Material for the task:

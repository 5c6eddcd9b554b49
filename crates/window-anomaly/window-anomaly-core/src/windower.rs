//! Sliding-window construction.

use std::ops::RangeInclusive;

use window_anomaly_spi::{AnomalyError, NormalizedSeries, Result, Window};

/// All contiguous windows of a fixed length over a normalized series.
///
/// Windows borrow from the series and are produced on demand, always in
/// increasing start order.
#[derive(Debug, Clone, Copy)]
pub struct Windows<'a> {
    values: &'a [f64],
    length: usize,
}

/// Cut `series` into overlapping windows of `length` points.
pub fn make_windows(series: &NormalizedSeries, length: usize) -> Result<Windows<'_>> {
    Windows::new(series.values(), length)
}

impl<'a> Windows<'a> {
    pub fn new(values: &'a [f64], length: usize) -> Result<Self> {
        if length < 1 || length > values.len() {
            return Err(AnomalyError::InvalidWindowLength {
                length,
                series_len: values.len(),
            });
        }
        Ok(Self { values, length })
    }

    /// Number of windows, `N - W + 1`.
    pub fn len(&self) -> usize {
        self.values.len() - self.length + 1
    }

    pub fn is_empty(&self) -> bool {
        false
    }

    pub fn window_length(&self) -> usize {
        self.length
    }

    pub fn series_len(&self) -> usize {
        self.values.len()
    }

    /// Window starting at `start`, if it exists.
    pub fn get(&self, start: usize) -> Option<Window<'a>> {
        if start >= self.len() {
            return None;
        }
        Some(Window::new(start, &self.values[start..start + self.length]))
    }

    pub fn iter(&self) -> impl ExactSizeIterator<Item = Window<'a>> + 'a {
        let values = self.values;
        values
            .windows(self.length)
            .enumerate()
            .map(|(start, values)| Window::new(start, values))
    }

    /// Start indices of every window containing point `index`.
    ///
    /// `max(0, index - W + 1) ..= min(index, N - W)`. Empty when `index` is
    /// outside the series.
    pub fn covering(&self, index: usize) -> RangeInclusive<usize> {
        covering_starts(index, self.values.len(), self.length)
    }

    /// Copy every window into an owned row, for a batched reconstructor call.
    pub fn to_batch(&self) -> Vec<Vec<f64>> {
        self.iter().map(|w| w.values.to_vec()).collect()
    }
}

/// Start indices of the windows of length `window_length` over a series of
/// `series_len` points that contain `index`.
pub(crate) fn covering_starts(
    index: usize,
    series_len: usize,
    window_length: usize,
) -> RangeInclusive<usize> {
    if window_length == 0 || window_length > series_len || index >= series_len {
        return RangeInclusive::new(1, 0);
    }
    let first = (index + 1).saturating_sub(window_length);
    let last = index.min(series_len - window_length);
    first..=last
}
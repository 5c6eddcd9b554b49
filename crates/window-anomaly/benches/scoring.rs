//! Benchmark suite for window scoring.

use std::sync::Arc;

use criterion::{black_box, criterion_group, criterion_main, BenchmarkId, Criterion};
use window_anomaly::{
    label_points, make_windows, normalize, BoundaryPolicy, CancellationToken, NoisyReconstructor,
    Normalizer, Reconstructor, Scorer, Series,
};

fn generate_series(n: usize) -> Series {
    Series::from_values(
        (0..n)
            .map(|i| 100.0 + (i as f64 * 0.1).sin() * 10.0)
            .collect(),
    )
}

fn bench_score_windows(c: &mut Criterion) {
    let reconstructor: Arc<dyn Reconstructor> = Arc::new(NoisyReconstructor::new(0.05, 1));
    let cancel = CancellationToken::new();

    let mut group = c.benchmark_group("ScoreWindows");

    for size in [1_000, 10_000].iter() {
        let series = generate_series(*size);
        let params = Normalizer::default().fit(&series).unwrap();
        let normalized = normalize(&series, &params);
        let windows = make_windows(&normalized, 64).unwrap();

        // Sequential
        group.bench_with_input(BenchmarkId::new("sequential", size), &windows, |b, windows| {
            let scorer = Scorer::new(false, None).unwrap();
            b.iter(|| scorer.score_windows(black_box(windows), &reconstructor, &cancel))
        });

        // Parallel
        group.bench_with_input(BenchmarkId::new("parallel", size), &windows, |b, windows| {
            let scorer = Scorer::new(true, None).unwrap();
            b.iter(|| scorer.score_windows(black_box(windows), &reconstructor, &cancel))
        });
    }

    group.finish();
}

fn bench_label_points(c: &mut Criterion) {
    let mut group = c.benchmark_group("LabelPoints");

    for window in [16usize, 288].iter() {
        let n = 10_000;
        let flags: Vec<bool> = (0..n - window + 1).map(|i| i % 7 != 0).collect();
        group.bench_with_input(BenchmarkId::new("clamped", window), &flags, |b, flags| {
            b.iter(|| label_points(black_box(flags), n, *window, BoundaryPolicy::Clamped))
        });
    }

    group.finish();
}

criterion_group!(benches, bench_score_windows, bench_label_points);
criterion_main!(benches);
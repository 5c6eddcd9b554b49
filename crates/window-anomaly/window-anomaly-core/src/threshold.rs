//! Threshold estimation from a reference score distribution.

use tracing::debug;
use window_anomaly_spi::{AnomalyError, Result, Threshold, WindowScore};

/// Largest reference score.
///
/// Any error seen on known-normal data counts as normal variation; only
/// strictly larger errors are anomalous.
pub fn estimate_threshold(scores: &[WindowScore]) -> Result<Threshold> {
    let mut max: Option<f64> = None;
    for score in scores {
        if !score.score.is_finite() {
            return Err(AnomalyError::ScoreComputation {
                start: score.start,
                reason: format!("reference score {} is not finite", score.score),
            });
        }
        max = Some(match max {
            Some(current) => current.max(score.score),
            None => score.score,
        });
    }

    let value = max.ok_or(AnomalyError::EmptyScoreSet)?;
    debug!(windows = scores.len(), threshold = value, "estimated threshold");
    Threshold::new(value)
}
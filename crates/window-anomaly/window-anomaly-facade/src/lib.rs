//! Window Anomaly Detection Facade
//!
//! Unified re-exports for the window anomaly detection module.
//!
//! This facade provides a single entry point to all window anomaly detection functionality:
//! - `Reconstructor` trait, data model and `AnomalyError` from SPI
//! - Configuration types from API
//! - Normalizer, windower, scorer, threshold estimator, aggregator and
//!   `WindowAnomalyDetector` from Core

// Re-export everything from SPI
pub use window_anomaly_spi::*;

// Re-export everything from API
pub use window_anomaly_api::*;

// Re-export everything from Core
pub use window_anomaly_core::*;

What is needed: Copy all lines of the listing above that contain the string "indices".

Your solution:
    /// Start indices of every window containing point `index`.
/// Start indices of the windows of length `window_length` over a series of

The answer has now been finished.